Tratto dall’opera teatrale di Franco Scaldati, Totò e Vicé, Vetrano e Randisi interpretano la versione cinematografica di Umberto De Paola e Marco Battaglia. Recensione

Totò e Vicé film di Umberto De Paola e Marco Battaglia. Con Enzo Vetrano e Stefano Randisi. Sul testo di Franco Scaldati
Frame dal film

Nell’epoca della visibilità magnificata, di icone che si fanno consumare velocissime, cosa può il cinema, se il suo privilegio d’essere produttore massivo di immagini non è più esclusivo? Probabilmente, dicendo e facendo tutt’altro da ciò che altre immagini fanno e dicono, mostrando altro da ciò che le immagini quotidianamente mostrano. O nascondendo. Ecco allora un film, di Marco Battaglia e Umberto De Paola, che si misura con la notte in tempi di visibilità di massa, con un ritmo sospeso che è il vero tempo degli uomini, che al contrario del “tempo reale” appiattito sulla rapidità, è sempre misto di reale e irreale.

Totò e Vicé inizia con un nero abitato dal suono dei grilli, una striscia di mare alla luce della luna, la cui velatura è in continuo movimento: un film può allora rendere giustizia a notte e mistero, quali dimensioni integranti dell’esistenza non meno della chiarezza. Il cinema è in questo senso medium: conserva fantasmi e intermedia tra le cose, tra reale e irreale, tra vivi e morti. L’idea di questa produzione (di Le Tre Corde di Imola ma alle cui maestranze figurano anche allievi dell’accademia di Belle Arti palermitana), nasce a partire dall’immersione dentro il mondo di Franco Scaldati ad opera dei due attori registi Enzo Vetrano e Stefano Randisi, alla loro quarta prova con i testi del drammaturgo siciliano. Proprio Totò e Vicé era stato il loro primo spettacolo, a cui hanno fatto seguito negli anni Assassina e il recente Ombre folli.

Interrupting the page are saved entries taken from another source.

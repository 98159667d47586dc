//! Contribution records and the per-month report rows derived from them.

mod month;
mod record;
mod rows;

pub use month::{month_code, Month, FALLBACK_MONTH_CODE};
pub use record::{LedgerEntry, MonthlyLedger, StaffContributionRecord};
pub use rows::{report_rows, ReportRow, ReportRows, ANNUAL_FIGURES_INDEX};
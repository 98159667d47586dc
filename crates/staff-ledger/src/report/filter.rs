use chrono::{DateTime, NaiveDate, NaiveDateTime};
use serde::{Deserialize, Serialize};
use std::borrow::Cow;
use std::fmt;
use std::str::FromStr;

use crate::contributions::ReportRow;

/// Columns of a [`ReportRow`] a predicate can test.
#[derive(Debug, Clone, Copy, PartialEq, Eq, Hash, Serialize, Deserialize)]
#[serde(rename_all = "camelCase")]
pub enum RowField {
    Id,
    UserId,
    Date,
    Description,
    Monthly,
    InterestPaid,
    Withdrawal,
    BalanceAfterInterest,
}

impl RowField {
    pub const fn ordered() -> [Self; 8] {
        [
            Self::Id,
            Self::UserId,
            Self::Date,
            Self::Description,
            Self::Monthly,
            Self::InterestPaid,
            Self::Withdrawal,
            Self::BalanceAfterInterest,
        ]
    }

    pub const fn key(self) -> &'static str {
        match self {
            Self::Id => "id",
            Self::UserId => "userId",
            Self::Date => "date",
            Self::Description => "description",
            Self::Monthly => "monthly",
            Self::InterestPaid => "interestPaid",
            Self::Withdrawal => "withdrawal",
            Self::BalanceAfterInterest => "balanceAfterInterest",
        }
    }

    /// The field's value coerced to text; amounts print in shortest form (`50`, `12.5`).
    pub fn text<'a>(self, row: &'a ReportRow) -> Cow<'a, str> {
        match self {
            Self::Id => Cow::Borrowed(&row.id),
            Self::UserId => Cow::Borrowed(&row.user_id),
            Self::Date => Cow::Borrowed(&row.date),
            Self::Description => Cow::Borrowed(&row.description),
            Self::Monthly => Cow::Owned(row.monthly.to_string()),
            Self::InterestPaid => Cow::Owned(row.interest_paid.to_string()),
            Self::Withdrawal => Cow::Owned(row.withdrawal.to_string()),
            Self::BalanceAfterInterest => Cow::Owned(row.balance_after_interest.to_string()),
        }
    }
}

impl FromStr for RowField {
    type Err = FilterParseError;

    fn from_str(raw: &str) -> Result<Self, Self::Err> {
        let wanted: String = raw
            .trim()
            .chars()
            .filter(|c| *c != '_' && *c != '-')
            .collect::<String>()
            .to_ascii_lowercase();
        Self::ordered()
            .into_iter()
            .find(|field| field.key().to_ascii_lowercase() == wanted)
            .ok_or_else(|| FilterParseError::UnknownField(raw.trim().to_string()))
    }
}

/// Comparison applied by a predicate. Unrecognised operators are kept as
/// [`FilterOperator::Other`] and always match.
#[derive(Debug, Clone, PartialEq, Eq, Serialize, Deserialize)]
#[serde(from = "String", into = "String")]
pub enum FilterOperator {
    Contains,
    Equals,
    StartsWith,
    EndsWith,
    Before,
    After,
    Other(String),
}

impl FilterOperator {
    pub fn as_str(&self) -> &str {
        match self {
            Self::Contains => "contains",
            Self::Equals => "equals",
            Self::StartsWith => "startsWith",
            Self::EndsWith => "endsWith",
            Self::Before => "before",
            Self::After => "after",
            Self::Other(raw) => raw,
        }
    }
}

impl From<String> for FilterOperator {
    fn from(raw: String) -> Self {
        match raw.as_str() {
            "contains" => Self::Contains,
            "equals" => Self::Equals,
            "startsWith" => Self::StartsWith,
            "endsWith" => Self::EndsWith,
            "before" => Self::Before,
            "after" => Self::After,
            _ => Self::Other(raw),
        }
    }
}

impl From<FilterOperator> for String {
    fn from(operator: FilterOperator) -> Self {
        operator.as_str().to_string()
    }
}

impl fmt::Display for FilterOperator {
    fn fmt(&self, f: &mut fmt::Formatter<'_>) -> fmt::Result {
        f.write_str(self.as_str())
    }
}

#[derive(Debug, Clone, PartialEq, Eq, thiserror::Error)]
pub enum FilterParseError {
    #[error("filter '{0}' must look like field:operator:value")]
    Malformed(String),
    #[error("unknown report field '{0}'")]
    UnknownField(String),
}

#[derive(Debug, Clone, PartialEq, Eq, Serialize, Deserialize)]
pub struct FilterPredicate {
    pub field: RowField,
    pub operator: FilterOperator,
    pub value: String,
}

impl FilterPredicate {
    pub fn new(field: RowField, operator: FilterOperator, value: impl Into<String>) -> Self {
        Self {
            field,
            operator,
            value: value.into(),
        }
    }

    pub fn matches(&self, row: &ReportRow) -> bool {
        let text = self.field.text(row);
        match &self.operator {
            FilterOperator::Contains => lower(&text).contains(&lower(&self.value)),
            FilterOperator::Equals => lower(&text) == lower(&self.value),
            FilterOperator::StartsWith => lower(&text).starts_with(&lower(&self.value)),
            FilterOperator::EndsWith => lower(&text).ends_with(&lower(&self.value)),
            FilterOperator::Before => compare_dates(&text, &self.value, |row, bound| row < bound),
            FilterOperator::After => compare_dates(&text, &self.value, |row, bound| row > bound),
            FilterOperator::Other(_) => true,
        }
    }
}

impl FromStr for FilterPredicate {
    type Err = FilterParseError;

    fn from_str(raw: &str) -> Result<Self, Self::Err> {
        let mut parts = raw.splitn(3, ':');
        let (Some(field), Some(operator), Some(value)) = (parts.next(), parts.next(), parts.next())
        else {
            return Err(FilterParseError::Malformed(raw.to_string()));
        };
        if operator.trim().is_empty() {
            return Err(FilterParseError::Malformed(raw.to_string()));
        }

        Ok(Self {
            field: field.parse()?,
            operator: FilterOperator::from(operator.trim().to_string()),
            value: value.to_string(),
        })
    }
}

impl fmt::Display for FilterPredicate {
    fn fmt(&self, f: &mut fmt::Formatter<'_>) -> fmt::Result {
        write!(f, "{}:{}:{}", self.field.key(), self.operator, self.value)
    }
}

/// Rows satisfying every predicate, in their original order.
pub fn filter_rows<'a>(
    rows: &'a [ReportRow],
    predicates: &'a [FilterPredicate],
) -> impl Iterator<Item = &'a ReportRow> + 'a {
    rows.iter()
        .filter(move |row| predicates.iter().all(|predicate| predicate.matches(row)))
}

pub fn apply_filters(rows: &[ReportRow], predicates: &[FilterPredicate]) -> Vec<ReportRow> {
    filter_rows(rows, predicates).cloned().collect()
}

fn lower(value: &str) -> String {
    value.to_lowercase()
}

fn compare_dates(
    row_value: &str,
    bound: &str,
    compare: impl Fn(NaiveDateTime, NaiveDateTime) -> bool,
) -> bool {
    match (parse_calendar_date(row_value), parse_calendar_date(bound)) {
        (Some(row), Some(bound)) => compare(row, bound),
        _ => false,
    }
}

/// Parses the date shapes the report uses and users type. `None` stands in for an invalid date.
pub fn parse_calendar_date(raw: &str) -> Option<NaiveDateTime> {
    let trimmed = raw.trim();
    if trimmed.is_empty() {
        return None;
    }

    if let Ok(timestamp) = DateTime::parse_from_rfc3339(trimmed) {
        return Some(timestamp.naive_utc());
    }

    if let Ok(timestamp) = NaiveDateTime::parse_from_str(trimmed, "%Y-%m-%dT%H:%M:%S") {
        return Some(timestamp);
    }

    ["%Y-%m-%d", "%Y/%m/%d"]
        .into_iter()
        .find_map(|format| NaiveDate::parse_from_str(trimmed, format).ok())
        .or_else(|| year_month(trimmed))
        .and_then(|date| date.and_hms_opt(0, 0, 0))
}

fn year_month(raw: &str) -> Option<NaiveDate> {
    let (year, month) = raw.split_once('-')?;
    let digits = |part: &str, len: usize| part.len() == len && part.bytes().all(|b| b.is_ascii_digit());
    if !digits(year, 4) || !digits(month, 2) {
        return None;
    }
    NaiveDate::from_ymd_opt(year.parse().ok()?, month.parse().ok()?, 1)
}
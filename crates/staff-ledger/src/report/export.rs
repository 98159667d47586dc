use std::io::Write;

use super::columns::REPORT_COLUMNS;
use crate::contributions::ReportRow;
use crate::fmt::format_amount;

#[derive(Debug, thiserror::Error)]
pub enum ExportError {
    #[error("failed to write CSV: {0}")]
    Csv(#[from] csv::Error),
    #[error("failed to flush CSV output: {0}")]
    Io(#[from] std::io::Error),
}

/// Writes rows as CSV using the report's column headers. Amounts keep two decimals and no symbol.
pub fn write_csv<W: Write>(writer: W, rows: &[ReportRow]) -> Result<(), ExportError> {
    let mut csv_writer = csv::Writer::from_writer(writer);
    csv_writer.write_record(REPORT_COLUMNS.iter().map(|column| column.header))?;

    for row in rows {
        csv_writer.write_record(REPORT_COLUMNS.iter().map(|column| {
            column
                .amount(row)
                .map(format_amount)
                .unwrap_or_else(|| column.field.text(row).into_owned())
        }))?;
    }

    csv_writer.flush()?;
    Ok(())
}

pub fn to_csv_string(rows: &[ReportRow]) -> Result<String, ExportError> {
    let mut buffer = Vec::new();
    write_csv(&mut buffer, rows)?;
    Ok(String::from_utf8_lossy(&buffer).into_owned())
}
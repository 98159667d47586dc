use super::filter::RowField;
use crate::contributions::ReportRow;
use crate::fmt::format_currency;

#[derive(Debug, Clone, Copy, PartialEq, Eq)]
pub enum CellKind {
    Text,
    Currency,
}

/// A visible column of the contribution report.
#[derive(Debug, Clone, Copy, PartialEq, Eq)]
pub struct ReportColumn {
    pub field: RowField,
    pub header: &'static str,
    pub kind: CellKind,
}

pub const REPORT_COLUMNS: [ReportColumn; 6] = [
    ReportColumn {
        field: RowField::Date,
        header: "Date",
        kind: CellKind::Text,
    },
    ReportColumn {
        field: RowField::Description,
        header: "Description",
        kind: CellKind::Text,
    },
    ReportColumn {
        field: RowField::Monthly,
        header: "Monthly Contribution",
        kind: CellKind::Currency,
    },
    ReportColumn {
        field: RowField::InterestPaid,
        header: "Interest Paid",
        kind: CellKind::Currency,
    },
    ReportColumn {
        field: RowField::Withdrawal,
        header: "Withdrawal",
        kind: CellKind::Currency,
    },
    ReportColumn {
        field: RowField::BalanceAfterInterest,
        header: "Balance After Interest",
        kind: CellKind::Currency,
    },
];

impl ReportColumn {
    pub fn amount(&self, row: &ReportRow) -> Option<f64> {
        match self.field {
            RowField::Monthly => Some(row.monthly),
            RowField::InterestPaid => Some(row.interest_paid),
            RowField::Withdrawal => Some(row.withdrawal),
            RowField::BalanceAfterInterest => Some(row.balance_after_interest),
            RowField::Id | RowField::UserId | RowField::Date | RowField::Description => None,
        }
    }

    /// Display text for the cell.
    pub fn cell(&self, row: &ReportRow) -> String {
        match (self.kind, self.amount(row)) {
            (CellKind::Currency, Some(amount)) => format_currency(amount),
            _ => self.field.text(row).into_owned(),
        }
    }
}

#[cfg(test)]
mod tests {
    use super::*;

    #[test]
    fn cells_format_amounts_as_currency() {
        let row = ReportRow {
            id: "S1-Dec".to_string(),
            user_id: "S1".to_string(),
            date: "2024-12-01".to_string(),
            description: "Contribution for Dec".to_string(),
            monthly: 50.0,
            interest_paid: 12.0,
            withdrawal: 5.0,
            balance_after_interest: 1600.0,
        };
        let cells: Vec<String> = REPORT_COLUMNS.iter().map(|column| column.cell(&row)).collect();
        assert_eq!(
            cells,
            [
                "2024-12-01",
                "Contribution for Dec",
                "₵50.00",
                "₵12.00",
                "₵5.00",
                "₵1,600.00"
            ]
        );
    }
}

Totò e Vicé film di Umberto De Paola e Marco Battaglia. Con Enzo Vetrano e Stefano Randisi. Sul testo di Franco Scaldati
frame dal film

In questa nuova dimensione, la cui sceneggiatura (di Giulia Arena e Roberto Selvaggio) rimodula lo spettacolo teatrale dei due palermitani, emerge pienamente lo spirito dei due erranti. Ma cosa fanno queste due figure? Giocano a “buela” (il nascondino), “banniano” sotto una finestra accesa, si chiamano, fanno l’appello dei morti. Si raccontano storie. Camminano. Stanno insieme. La loro è una corrispondenza di gesti, che si riverberano l’uno sull’altro, a rimarcare l’inscindibilità di Totò da Vicé e di Vicé da Totò. Tanto che, anche quando il gioco li porta ad essere rivali («se tu fossi porco e io pulcino, mi mangeresti?») l’unica possibile risultante è la vicinanza, l’abbraccio dopo lo scherzo, perché se è sempre presente il terrore per la solitudine, la loro risposta è sempre immutata. Chi accompagna Totò se non Vicé? Non tanto angelo uno e demone l’altro, bensì ciascuno daimon (nel suo significato etimologico di essere divino) dell’altro.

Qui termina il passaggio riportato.